#[cfg(target_arch = "wasm32")]
mod wasm_constants;
#[cfg(target_arch = "wasm32")]
mod wasm_state;

#[cfg(target_arch = "wasm32")]
mod wasm {
    use std::cell::{Cell, RefCell};
    use std::future::Future;
    use std::rc::Rc;
    use web_time::{Duration, Instant};

    use async_trait::async_trait;
    use futures_util::{FutureExt, pin_mut, select};
    use gloo_net::http::Request;
    use gloo_timers::future::sleep;
    use spooltracker_client_core::{
        CommandError, CommandRequest, CommandResponse, CommandTransport, DraftEdit, Notice,
        NoticeKind, OrderEnforcer, Panel, PanelConfig, PanelError, PanelSurface, PanelTree,
        PushOutcome, Snapshot, StartDirective, TickDirective, decode_response_body,
    };
    use wasm_bindgen::JsCast;
    use wasm_bindgen::prelude::*;
    use wasm_bindgen_futures::spawn_local;
    use web_sys::{Document, Element, HtmlElement, MutationObserver};

    use crate::wasm_constants::*;
    use crate::wasm_state::PanelDiagnostics;

    mod dom;
    mod host;
    mod lifecycle;
    mod network;
    mod surface;

    pub use dom::DomPanelTree;
    use dom::*;
    use host::*;
    use lifecycle::*;
    use network::*;
    use surface::*;

    type WebPanel = Panel<HttpCommandTransport, BrowserSurface>;
    type MutationCallback = Closure<dyn FnMut(js_sys::Array, MutationObserver)>;

    thread_local! {
        static PANEL: RefCell<Option<Rc<WebPanel>>> = const { RefCell::new(None) };
        static CONFIG: RefCell<PanelConfig> = RefCell::new(PanelConfig::default());
        static ENFORCER: RefCell<Option<OrderEnforcer>> = const { RefCell::new(None) };
        static DIAGNOSTICS: RefCell<PanelDiagnostics> = RefCell::new(PanelDiagnostics::default());
        static STARTUP_DONE: Cell<bool> = const { Cell::new(false) };
        static STATE_EVENT_PENDING: Cell<bool> = const { Cell::new(false) };
        static MUTATION_OBSERVER: RefCell<Option<(MutationObserver, MutationCallback)>> = const { RefCell::new(None) };
        static DOCUMENT_READY_HANDLER: RefCell<Option<Closure<dyn FnMut(web_sys::Event)>>> = const { RefCell::new(None) };
        static HOST_CONSTRUCT: RefCell<Option<Closure<dyn FnMut(JsValue) -> JsValue>>> = const { RefCell::new(None) };
        static HOST_CALLBACKS: RefCell<Vec<Closure<dyn FnMut(JsValue, JsValue)>>> = const { RefCell::new(Vec::new()) };
    }

    #[wasm_bindgen(start)]
    pub fn start() {
        console_error_panic_hook::set_once();
        let loaded = load_config();
        init_tracing(&loaded.config.log_level);
        if let Some(reason) = loaded.rejected.as_deref() {
            tracing::warn!(%reason, "ignoring host panel config, using defaults");
        }
        DIAGNOSTICS.with(|state| state.borrow_mut().config_source = loaded.source.to_string());
        set_boot_phase("booting", "starting spool tracker panel");

        let config = loaded.config;
        CONFIG.with(|slot| *slot.borrow_mut() = config.clone());

        start_order_enforcer(&config);
        if let Err(error) = inject_color_preview_style() {
            tracing::warn!(%error, "color preview style not injected");
        }
        install_panel(&config);

        match register_view_model() {
            Ok(()) => set_boot_phase("registered", "waiting for host startup"),
            Err(reason) => {
                tracing::info!(%reason, "view-model registry unavailable, starting immediately");
                on_startup();
            }
        }
    }

    #[wasm_bindgen]
    pub fn panel_diagnostics_json() -> String {
        record_order_stats();
        DIAGNOSTICS.with(|state| {
            serde_json::to_string(&*state.borrow()).unwrap_or_else(|_| {
                "{\"phase\":\"error\",\"detail\":\"diagnostics serialization failed\"}".to_string()
            })
        })
    }

    #[wasm_bindgen]
    pub fn panel_state_json() -> String {
        current_panel()
            .and_then(|panel| panel.state_json().ok())
            .unwrap_or_else(|| "{}".to_string())
    }

    /// Host `onStartup`: relocate the dialog, paint the preview, fetch the snapshot.
    #[wasm_bindgen]
    pub fn on_startup() {
        if STARTUP_DONE.with(|done| done.replace(true)) {
            return;
        }
        let dialog_id = CONFIG.with(|config| config.borrow().dialog_id.clone());
        if let Err(error) = relocate_dialog_to_body(&dialog_id) {
            tracing::warn!(%error, "entry dialog left in place");
        }
        if let Err(error) = initialize_modal(&dialog_id) {
            tracing::debug!(%error, "entry dialog modal not initialized");
        }

        let Some(panel) = current_panel() else {
            set_boot_error("panel is not installed");
            return;
        };
        let color_hex = panel.with_state(|state| state.draft.fields.color_hex.clone());
        panel.surface().refresh_color_preview(&color_hex);

        set_boot_phase("loading", "fetching spool snapshot");
        spawn_local(async move {
            match panel.load_snapshot().await {
                Ok(()) => {
                    DIAGNOSTICS.with(|state| state.borrow_mut().snapshot_loaded = true);
                    set_boot_phase("ready", "spool snapshot loaded");
                }
                Err(error) => set_boot_error(&format!("snapshot fetch failed: {error}")),
            }
            schedule_state_event();
        });
    }

    /// Host `onDataUpdaterPluginMessage`.
    #[wasm_bindgen]
    pub fn on_plugin_message(plugin: String, data: JsValue) {
        let Some(panel) = current_panel() else {
            return;
        };
        let body = js_to_json(&data);
        let outcome = panel.handle_push(&plugin, &body);
        record_push(&outcome);
    }

    #[wasm_bindgen]
    pub fn save_profile() {
        run_command("save_profile", |panel| async move {
            panel.profiles().save_profile().await
        });
    }

    #[wasm_bindgen]
    pub fn delete_profile() {
        run_command("delete_profile", |panel| async move {
            panel.profiles().delete_profile().await.map(drop)
        });
    }

    #[wasm_bindgen]
    pub fn submit_new_spool() {
        run_command("load_new_spool", |panel| async move {
            panel.form().submit_new_spool().await
        });
    }

    #[wasm_bindgen]
    pub fn reset_form() {
        if let Some(panel) = current_panel() {
            panel.form().reset_form();
            schedule_state_event();
        }
    }

    #[wasm_bindgen]
    pub fn show_new_spool_dialog() {
        if let Some(panel) = current_panel() {
            panel.form().open_entry_dialog();
        }
    }

    /// Applies one bound-control edit. Returns `false` for unknown fields or a
    /// failed profile load.
    #[wasm_bindgen]
    pub fn edit_draft(field: String, value: String) -> bool {
        let Some(edit) = DraftEdit::from_field(&field, value) else {
            tracing::warn!(%field, "unknown draft field");
            return false;
        };
        let Some(panel) = current_panel() else {
            return false;
        };
        let result = panel.form().edit(edit);
        schedule_state_event();
        result.is_ok()
    }

    fn install_panel(config: &PanelConfig) {
        let transport =
            HttpCommandTransport::new(config.command_endpoint(), config.request_timeout_ms());
        let surface = BrowserSurface::new(&config.dialog_id, &config.color_preview_id);
        let panel = Rc::new(Panel::new(config.plugin_id.clone(), transport, surface));
        panel.subscribe(|event, store| {
            tracing::trace!(?event, revision = store.revision(), "spool state changed");
            DIAGNOSTICS.with(|state| state.borrow_mut().store_revision = store.revision());
            schedule_state_event();
        });
        PANEL.with(|slot| *slot.borrow_mut() = Some(panel));
    }

    fn current_panel() -> Option<Rc<WebPanel>> {
        PANEL.with(|slot| slot.borrow().clone())
    }

    fn run_command<F, Fut>(command: &'static str, operation: F)
    where
        F: FnOnce(Rc<WebPanel>) -> Fut + 'static,
        Fut: Future<Output = Result<(), PanelError>> + 'static,
    {
        let Some(panel) = current_panel() else {
            tracing::warn!(command, "panel is not installed");
            return;
        };
        spawn_local(async move {
            let started = Instant::now();
            let result = operation(panel).await;
            record_command(command, started.elapsed(), result.as_ref().err());
            schedule_state_event();
        });
    }

    fn start_order_enforcer(config: &PanelConfig) {
        let tree = match DomPanelTree::from_window() {
            Ok(tree) => tree,
            Err(error) => {
                tracing::warn!(%error, "sidebar ordering disabled");
                return;
            }
        };
        let mut enforcer = OrderEnforcer::from_config(config);
        let directive = enforcer.start(&tree);
        ENFORCER.with(|slot| *slot.borrow_mut() = Some(enforcer));

        if let StartDirective::StartRetryTimer { period_ms } = directive {
            spawn_retry_timer(period_ms);
        }
        watch_after_document_load();
        record_order_stats();
    }

    fn spawn_retry_timer(period_ms: u32) {
        spawn_local(async move {
            loop {
                sleep(Duration::from_millis(u64::from(period_ms))).await;
                match with_enforcer(|enforcer, tree| enforcer.on_retry_tick(tree)) {
                    Some(TickDirective::Continue) => {}
                    Some(TickDirective::Cancel) | None => break,
                }
            }
            record_order_stats();
        });
    }

    fn js_to_json(value: &JsValue) -> serde_json::Value {
        js_sys::JSON::stringify(value)
            .ok()
            .and_then(|raw| raw.as_string())
            .and_then(|raw| serde_json::from_str(&raw).ok())
            .unwrap_or(serde_json::Value::Null)
    }
}

#[cfg(target_arch = "wasm32")]
pub use wasm::{DomPanelTree, panel_diagnostics_json};

#[cfg(not(target_arch = "wasm32"))]
pub fn panel_diagnostics_json() -> String {
    "{\"phase\":\"native\",\"detail\":\"panel diagnostics only available on wasm\"}".to_string()
}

__________

Exercise description
Work through the records above line by line and count those that hold the string "detail". Give only the result.

Exercise output
2